+++ Records provided +++

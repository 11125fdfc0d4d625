//! Lifecycle adapter driving the handshake with the fleet agent
//!
//! A hosted server process walks a fixed path: collect startup parameters,
//! initialize the agent connection, then declare readiness with its
//! listening port and log locations. Afterwards the agent owns the pacing:
//! it assigns sessions, probes health, and eventually requests termination
//! through the callbacks registered at readiness time.
//!
//! The adapter enforces that ordering, bridges agent callbacks to the
//! game-side [`ServerHooks`], and guarantees the acknowledgment discipline
//! the agent relies on: session-active exactly once per assignment,
//! terminating exactly once per process, readiness at most once.

use async_trait::async_trait;
use log::{debug, error, info, warn};
use std::sync::Arc;
use thiserror::Error;
use tokio::sync::{Mutex, Notify};

use crate::agent::{
    AgentClient, AgentError, CallbackError, ProcessParameters, SessionAssignment,
    SessionCallbacks,
};
use crate::params::ServerParameters;

/// Phases of the handshake with the fleet agent.
#[derive(Debug, Clone, Copy, PartialEq, Eq)]
pub enum LifecycleState {
    /// Process started, nothing collected yet.
    Uninitialized,
    /// Startup parameters were read from the command line.
    ParametersCollected,
    /// The agent connection is established.
    SdkInitialized,
    /// Readiness was signaled; the agent may assign sessions.
    Ready,
    /// The agent requested termination; local shutdown is running.
    Terminating,
    /// Termination was acknowledged; the process should exit.
    Terminated,
}

/// Errors from driving the lifecycle out of order or from the agent itself.
#[derive(Debug, Error)]
pub enum LifecycleError {
    #[error("invalid lifecycle state: expected {expected:?}, found {found:?}")]
    InvalidState {
        expected: LifecycleState,
        found: LifecycleState,
    },
    #[error(transparent)]
    Agent(#[from] AgentError),
}

/// Game-side injection point for session work.
///
/// The adapter owns the conversation with the agent; the embedding server
/// supplies what is actually game-specific through this trait. The defaults
/// make a server that does no per-session work and always reports healthy.
#[async_trait]
pub trait ServerHooks: Send + Sync {
    /// Session-specific setup, run before session-active is signaled. An
    /// error here is reported to the agent and no activation is sent.
    async fn on_session_start(&self, session: &SessionAssignment) -> Result<(), CallbackError>;

    /// Local shutdown work, run before the terminating acknowledgment. The
    /// acknowledgment is sent even when this fails.
    async fn on_shutdown(&self) -> Result<(), CallbackError> {
        Ok(())
    }

    /// Health probe. The default performs no dependency checks and always
    /// reports healthy.
    async fn health_check(&self) -> bool {
        true
    }
}

/// Hooks that accept every session and do nothing on shutdown.
pub struct DefaultHooks;

#[async_trait]
impl ServerHooks for DefaultHooks {
    async fn on_session_start(&self, session: &SessionAssignment) -> Result<(), CallbackError> {
        info!("session {} accepted", session.session_id);
        Ok(())
    }
}

struct AdapterShared<C: AgentClient> {
    client: C,
    state: Mutex<LifecycleState>,
    server_params: Mutex<Option<ServerParameters>>,
    terminated: Notify,
}

/// Drives the lifecycle handshake over a concrete [`AgentClient`].
///
/// Keep the adapter alive for the whole process: it holds the registered
/// [`ProcessParameters`] that the agent retains for callback delivery.
pub struct LifecycleAdapter<C: AgentClient> {
    shared: Arc<AdapterShared<C>>,
    process_params: Mutex<Option<Arc<ProcessParameters>>>,
}

impl<C: AgentClient> LifecycleAdapter<C> {
    pub fn new(client: C) -> Self {
        Self {
            shared: Arc::new(AdapterShared {
                client,
                state: Mutex::new(LifecycleState::Uninitialized),
                server_params: Mutex::new(None),
                terminated: Notify::new(),
            }),
            process_params: Mutex::new(None),
        }
    }

    /// The agent client this adapter drives.
    pub fn client(&self) -> &C {
        &self.shared.client
    }

    /// Current lifecycle phase.
    pub async fn state(&self) -> LifecycleState {
        *self.shared.state.lock().await
    }

    /// Parameters collected at startup, once available.
    pub async fn server_parameters(&self) -> Option<ServerParameters> {
        self.shared.server_params.lock().await.clone()
    }

    /// Reads the fleet-agent switches from the given argument tokens.
    /// Callable exactly once, before [`initialize`](Self::initialize).
    pub async fn collect_parameters<I, S>(&self, args: I) -> Result<(), LifecycleError>
    where
        I: IntoIterator<Item = S>,
        S: AsRef<str>,
    {
        let mut state = self.shared.state.lock().await;
        if *state != LifecycleState::Uninitialized {
            return Err(LifecycleError::InvalidState {
                expected: LifecycleState::Uninitialized,
                found: *state,
            });
        }

        let params = ServerParameters::from_args(args);
        *self.shared.server_params.lock().await = Some(params);
        *state = LifecycleState::ParametersCollected;
        Ok(())
    }

    /// Establishes the agent connection with the collected parameters.
    ///
    /// Failure is fatal to the hosting process: without the agent connection
    /// no sessions can ever be assigned, so callers should exit rather than
    /// retry (reconnect policy belongs to the agent client).
    pub async fn initialize(&self) -> Result<(), LifecycleError> {
        let mut state = self.shared.state.lock().await;
        if *state != LifecycleState::ParametersCollected {
            return Err(LifecycleError::InvalidState {
                expected: LifecycleState::ParametersCollected,
                found: *state,
            });
        }

        let params = self
            .shared
            .server_params
            .lock()
            .await
            .clone()
            .unwrap_or_default();

        info!("initializing connection to the fleet agent");
        self.shared.client.initialize(&params).await?;
        *state = LifecycleState::SdkInitialized;
        Ok(())
    }

    /// Registers the callbacks and signals readiness to host sessions.
    ///
    /// Registration and the readiness signal are one step, so the callbacks
    /// are registered exactly once and readiness is sent at most once: a
    /// second call fails with [`LifecycleError::InvalidState`] without
    /// reaching the agent.
    pub async fn make_ready(
        &self,
        port: u16,
        log_paths: Vec<String>,
        hooks: Arc<dyn ServerHooks>,
    ) -> Result<(), LifecycleError> {
        let mut state = self.shared.state.lock().await;
        if *state != LifecycleState::SdkInitialized {
            return Err(LifecycleError::InvalidState {
                expected: LifecycleState::SdkInitialized,
                found: *state,
            });
        }

        let bridge = Arc::new(CallbackBridge {
            shared: Arc::clone(&self.shared),
            hooks,
        });
        let process_params = Arc::new(ProcessParameters {
            port,
            log_paths,
            callbacks: bridge,
        });

        // The agent retains its copy for the rest of the process lifetime;
        // the adapter keeps one too so the structure outlives every callback.
        *self.process_params.lock().await = Some(Arc::clone(&process_params));

        if let Err(e) = self.shared.client.signal_ready(process_params).await {
            *self.process_params.lock().await = None;
            return Err(e.into());
        }

        *state = LifecycleState::Ready;
        info!("ready to host sessions on port {}", port);
        Ok(())
    }

    /// Resolves once the terminating acknowledgment has been sent.
    pub async fn wait_terminated(&self) {
        loop {
            let notified = self.shared.terminated.notified();
            if *self.shared.state.lock().await == LifecycleState::Terminated {
                return;
            }
            notified.await;
        }
    }
}

/// Agent-facing handler bridging callbacks to the injected [`ServerHooks`].
struct CallbackBridge<C: AgentClient> {
    shared: Arc<AdapterShared<C>>,
    hooks: Arc<dyn ServerHooks>,
}

#[async_trait]
impl<C: AgentClient> SessionCallbacks for CallbackBridge<C> {
    async fn on_session_start(&self, session: SessionAssignment) -> Result<(), CallbackError> {
        let state = *self.shared.state.lock().await;
        if state != LifecycleState::Ready {
            warn!(
                "session {} assigned while not ready ({:?})",
                session.session_id, state
            );
            return Err(CallbackError::SessionSetup(format!(
                "process not ready for sessions ({:?})",
                state
            )));
        }

        info!("session {} initializing", session.session_id);
        self.hooks.on_session_start(&session).await?;
        self.shared.client.signal_session_active().await?;
        info!("session {} active", session.session_id);
        Ok(())
    }

    async fn on_terminate(&self) {
        {
            let mut state = self.shared.state.lock().await;
            match *state {
                LifecycleState::Terminating | LifecycleState::Terminated => {
                    warn!("duplicate termination request ignored");
                    return;
                }
                _ => *state = LifecycleState::Terminating,
            }
        }

        info!("fleet agent requested termination");
        if let Err(e) = self.hooks.on_shutdown().await {
            error!("shutdown work failed: {}", e);
        }

        // The acknowledgment goes out even when shutdown work failed;
        // withholding it only earns the process a forced kill.
        if let Err(e) = self.shared.client.signal_terminating().await {
            error!("failed to acknowledge termination: {}", e);
        }

        *self.shared.state.lock().await = LifecycleState::Terminated;
        self.shared.terminated.notify_waiters();
    }

    async fn on_health_check(&self) -> bool {
        let healthy = self.hooks.health_check().await;
        debug!("health check reported {}", healthy);
        healthy
    }
}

+++

◆ Problem to work on ◆
Look through the entries above and quote exactly the lines from the line with "most once: a" to the line with "let bridge = Arc::new(CallbackBridge", counting both of those lines.

◆ Output for this task ◆
    /// are registered exactly once and readiness is sent at most once: a
    /// second call fails with [`LifecycleError::InvalidState`] without
    /// reaching the agent.
    pub async fn make_ready(
        &self,
        port: u16,
        log_paths: Vec<String>,
        hooks: Arc<dyn ServerHooks>,
    ) -> Result<(), LifecycleError> {
        let mut state = self.shared.state.lock().await;
        if *state != LifecycleState::SdkInitialized {
            return Err(LifecycleError::InvalidState {
                expected: LifecycleState::SdkInitialized,
                found: *state,
            });
        }

        let bridge = Arc::new(CallbackBridge {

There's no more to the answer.